-------- Records for this exercise

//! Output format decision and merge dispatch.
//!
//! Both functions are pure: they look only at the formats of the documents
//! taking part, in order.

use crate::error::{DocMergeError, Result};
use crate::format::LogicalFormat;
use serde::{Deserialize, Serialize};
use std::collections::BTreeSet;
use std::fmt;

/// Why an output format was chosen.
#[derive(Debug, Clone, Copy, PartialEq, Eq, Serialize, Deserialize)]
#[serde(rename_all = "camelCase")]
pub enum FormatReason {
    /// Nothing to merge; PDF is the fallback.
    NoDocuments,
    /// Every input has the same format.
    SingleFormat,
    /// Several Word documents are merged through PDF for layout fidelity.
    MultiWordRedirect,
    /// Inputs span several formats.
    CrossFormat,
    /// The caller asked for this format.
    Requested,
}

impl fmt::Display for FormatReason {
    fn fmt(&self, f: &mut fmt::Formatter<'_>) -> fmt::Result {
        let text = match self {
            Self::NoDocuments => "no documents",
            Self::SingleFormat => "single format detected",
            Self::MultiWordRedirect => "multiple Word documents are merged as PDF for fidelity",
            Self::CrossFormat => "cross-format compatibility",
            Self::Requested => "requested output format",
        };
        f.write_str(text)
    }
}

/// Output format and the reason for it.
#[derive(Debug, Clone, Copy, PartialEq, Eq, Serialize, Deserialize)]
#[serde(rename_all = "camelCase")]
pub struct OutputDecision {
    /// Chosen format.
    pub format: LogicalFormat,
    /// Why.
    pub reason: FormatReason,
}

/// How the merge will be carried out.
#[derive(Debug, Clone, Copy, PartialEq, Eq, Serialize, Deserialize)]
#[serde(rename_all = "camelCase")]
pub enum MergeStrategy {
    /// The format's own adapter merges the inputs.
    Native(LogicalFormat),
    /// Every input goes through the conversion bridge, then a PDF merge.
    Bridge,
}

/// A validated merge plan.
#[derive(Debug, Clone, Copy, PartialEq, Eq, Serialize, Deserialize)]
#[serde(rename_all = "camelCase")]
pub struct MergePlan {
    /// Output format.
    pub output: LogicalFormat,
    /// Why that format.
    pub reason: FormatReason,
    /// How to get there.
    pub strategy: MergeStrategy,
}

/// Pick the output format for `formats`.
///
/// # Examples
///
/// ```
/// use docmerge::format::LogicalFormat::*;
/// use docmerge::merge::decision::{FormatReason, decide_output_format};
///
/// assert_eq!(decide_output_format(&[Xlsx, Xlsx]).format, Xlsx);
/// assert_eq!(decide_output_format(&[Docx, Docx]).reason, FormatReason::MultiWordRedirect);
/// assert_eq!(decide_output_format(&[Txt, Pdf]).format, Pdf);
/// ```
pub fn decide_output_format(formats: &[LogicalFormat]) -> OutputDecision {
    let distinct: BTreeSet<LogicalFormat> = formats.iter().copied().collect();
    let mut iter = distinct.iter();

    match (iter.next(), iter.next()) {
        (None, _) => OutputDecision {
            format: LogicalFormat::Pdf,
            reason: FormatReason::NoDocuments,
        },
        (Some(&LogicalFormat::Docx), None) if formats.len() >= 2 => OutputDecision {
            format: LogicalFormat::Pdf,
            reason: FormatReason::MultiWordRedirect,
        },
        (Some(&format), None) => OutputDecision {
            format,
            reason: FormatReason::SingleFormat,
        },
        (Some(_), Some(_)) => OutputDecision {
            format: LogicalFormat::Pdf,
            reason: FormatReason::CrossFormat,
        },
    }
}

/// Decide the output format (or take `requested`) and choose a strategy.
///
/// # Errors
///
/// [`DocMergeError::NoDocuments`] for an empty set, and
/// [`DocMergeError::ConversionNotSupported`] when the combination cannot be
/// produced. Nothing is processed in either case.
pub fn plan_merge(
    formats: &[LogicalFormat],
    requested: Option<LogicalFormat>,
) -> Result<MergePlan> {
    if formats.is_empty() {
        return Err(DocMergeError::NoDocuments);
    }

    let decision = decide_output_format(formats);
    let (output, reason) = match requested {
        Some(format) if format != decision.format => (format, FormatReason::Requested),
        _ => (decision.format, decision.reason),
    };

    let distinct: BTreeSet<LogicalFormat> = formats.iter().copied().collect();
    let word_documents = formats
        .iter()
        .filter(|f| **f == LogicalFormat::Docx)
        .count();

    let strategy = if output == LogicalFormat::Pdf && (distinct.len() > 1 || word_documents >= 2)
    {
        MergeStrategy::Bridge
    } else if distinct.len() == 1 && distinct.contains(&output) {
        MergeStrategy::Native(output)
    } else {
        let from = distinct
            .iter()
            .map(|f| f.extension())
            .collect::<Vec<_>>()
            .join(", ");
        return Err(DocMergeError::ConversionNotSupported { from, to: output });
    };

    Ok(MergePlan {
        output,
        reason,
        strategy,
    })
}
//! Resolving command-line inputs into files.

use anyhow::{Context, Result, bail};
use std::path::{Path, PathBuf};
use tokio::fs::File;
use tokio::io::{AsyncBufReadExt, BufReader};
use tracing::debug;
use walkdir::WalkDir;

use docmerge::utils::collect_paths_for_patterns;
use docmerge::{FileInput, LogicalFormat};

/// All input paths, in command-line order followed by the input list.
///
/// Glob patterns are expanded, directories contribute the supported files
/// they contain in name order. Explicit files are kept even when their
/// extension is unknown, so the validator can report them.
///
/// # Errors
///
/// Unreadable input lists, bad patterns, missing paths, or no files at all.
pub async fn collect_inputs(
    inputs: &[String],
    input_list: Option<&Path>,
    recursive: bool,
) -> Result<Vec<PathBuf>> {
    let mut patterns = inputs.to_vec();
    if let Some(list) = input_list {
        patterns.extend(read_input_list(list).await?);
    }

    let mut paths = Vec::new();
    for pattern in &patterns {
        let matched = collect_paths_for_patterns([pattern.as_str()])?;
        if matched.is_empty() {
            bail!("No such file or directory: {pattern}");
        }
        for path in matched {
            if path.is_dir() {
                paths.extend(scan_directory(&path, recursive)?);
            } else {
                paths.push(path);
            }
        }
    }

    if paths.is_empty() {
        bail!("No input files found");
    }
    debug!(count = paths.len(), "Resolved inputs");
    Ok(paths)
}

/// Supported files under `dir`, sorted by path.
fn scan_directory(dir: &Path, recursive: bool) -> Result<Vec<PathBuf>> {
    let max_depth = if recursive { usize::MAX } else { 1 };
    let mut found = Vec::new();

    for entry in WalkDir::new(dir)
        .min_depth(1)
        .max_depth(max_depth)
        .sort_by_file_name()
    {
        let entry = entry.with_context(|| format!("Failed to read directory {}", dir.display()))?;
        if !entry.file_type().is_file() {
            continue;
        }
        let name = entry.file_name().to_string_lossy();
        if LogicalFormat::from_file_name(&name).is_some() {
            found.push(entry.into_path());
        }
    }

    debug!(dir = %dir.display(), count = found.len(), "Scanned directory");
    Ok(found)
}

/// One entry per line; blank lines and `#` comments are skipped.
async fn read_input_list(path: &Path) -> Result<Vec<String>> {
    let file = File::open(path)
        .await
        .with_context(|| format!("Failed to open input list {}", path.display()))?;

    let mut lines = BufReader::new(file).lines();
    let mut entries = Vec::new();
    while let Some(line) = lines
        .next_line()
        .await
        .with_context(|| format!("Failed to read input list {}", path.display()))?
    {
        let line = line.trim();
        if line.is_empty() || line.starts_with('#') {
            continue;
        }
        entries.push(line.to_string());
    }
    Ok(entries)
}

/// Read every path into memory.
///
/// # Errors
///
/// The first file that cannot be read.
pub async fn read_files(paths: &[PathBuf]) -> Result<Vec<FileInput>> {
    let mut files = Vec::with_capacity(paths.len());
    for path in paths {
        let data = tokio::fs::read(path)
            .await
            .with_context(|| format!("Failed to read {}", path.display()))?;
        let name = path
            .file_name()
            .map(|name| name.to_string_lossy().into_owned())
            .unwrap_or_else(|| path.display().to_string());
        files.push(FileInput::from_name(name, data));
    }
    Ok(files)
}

----------------

-- What the task requires --
Each line of the listing that includes the word "BufReader" should be copied out.

-- Answer to this task --
use tokio::io::{AsyncBufReadExt, BufReader};
    let mut lines = BufReader::new(file).lines();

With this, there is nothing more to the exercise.